We were forced to accept that we weren’t exactly a three man squad. We tested our clippers on nearby trees. Mine was strong enough to cut down a regular palm with three bolts. Pale’s clipper only got through half the tree with five. Ghost’s only had the strength to burn through the leaves. His was even quiet when it fired, sounding even more like the clipping of an actual toenail.
Silly sidearms aside, we had a new mission. While we were alive, and entertaining the possibility of escaping, we had to gather as much information about the island as we could. We used the trail of trash as a tether to keep our bearings. First we would return to the plane and scavenge the wreckage for supplies. We walked for several hours, expecting darkness to arrive eventually, but time was very strange within the rippling energy dome. As the sun moved across the sky it doubled and tripled in much the same way we did, looking more like a chart of the day than an actual day. When one sun vanished under the horizon, the light of several others still hung about.
Luckily for us, the jungle was mostly devoid of animal life. Perhaps the echoes of time didn’t sit well with animal instincts, made creatures that fell victim to it attack each other, which would of course be attacking themselves. On the other hand, that meant any movement we heard probably came from any number of sleeperbot models patrolling the island.

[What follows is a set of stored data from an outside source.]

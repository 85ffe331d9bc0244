//! Entities, who may hold cards, and the categories cards belong to.
//!
//! An entity is either one of the players, identified by their position in turn order, or the case file.
//! The case file is a pseudo-player holding the solution: one suspect, one weapon, and one room.

/// The position of a player in turn order, from 0.
pub type PlayerIndex = usize;

/// The position of a card in the registry, from 0.
///
/// Cards are indexed suspects first, then weapons, then rooms.
pub type CardIndex = usize;

/// Something which may hold a card.
#[derive(Clone, Copy, Debug, PartialEq, Eq, PartialOrd, Ord, Hash)]
pub enum Entity {
    /// A player, by position in turn order.
    Player(PlayerIndex),

    /// The case file.
    CaseFile,
}

impl Entity {
    /// Whether the entity is the case file.
    pub fn is_case_file(&self) -> bool {
        matches!(self, Entity::CaseFile)
    }
}

/// The (disjoint) categories of cards.
#[derive(Clone, Copy, Debug, PartialEq, Eq, PartialOrd, Ord, Hash)]
pub enum Category {
    Suspect,
    Weapon,
    Room,
}

impl Category {
    /// Each category, in the order cards are indexed.
    pub const ALL: [Category; 3] = [Category::Suspect, Category::Weapon, Category::Room];
}

impl std::fmt::Display for Category {
    fn fmt(&self, f: &mut std::fmt::Formatter<'_>) -> std::fmt::Result {
        match self {
            Self::Suspect => write!(f, "suspect"),
            Self::Weapon => write!(f, "weapon"),
            Self::Room => write!(f, "room"),
        }
    }
}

We all got hungry about halfway there and were relieved to find a tin of dried parsnip chips intact from its fall. I didn’t even remember buying them, but they were my favorite flavor, chicken broth, so I must have. I was fully prepared to share with my fellows, or my brothers, whatever I should’ve called them, but they didn’t need full thirds. Being less fixed to reality gave them less of a rumble in the stomach, so Pale ate only a handful and Ghost had only one. I could get used to traveling that light.
We peeked over a ridge rather than marching over it, as we heard all sorts of industrial sounds. There, just a few hundred meters away, was the wreckage of our plane. It had skidded through the dirt at the edge of a clearing and smashed into a brick wall. The bricks were black, partly constructed from volcanic sand, and part of a much larger structure built into an ancient crevasse in the island.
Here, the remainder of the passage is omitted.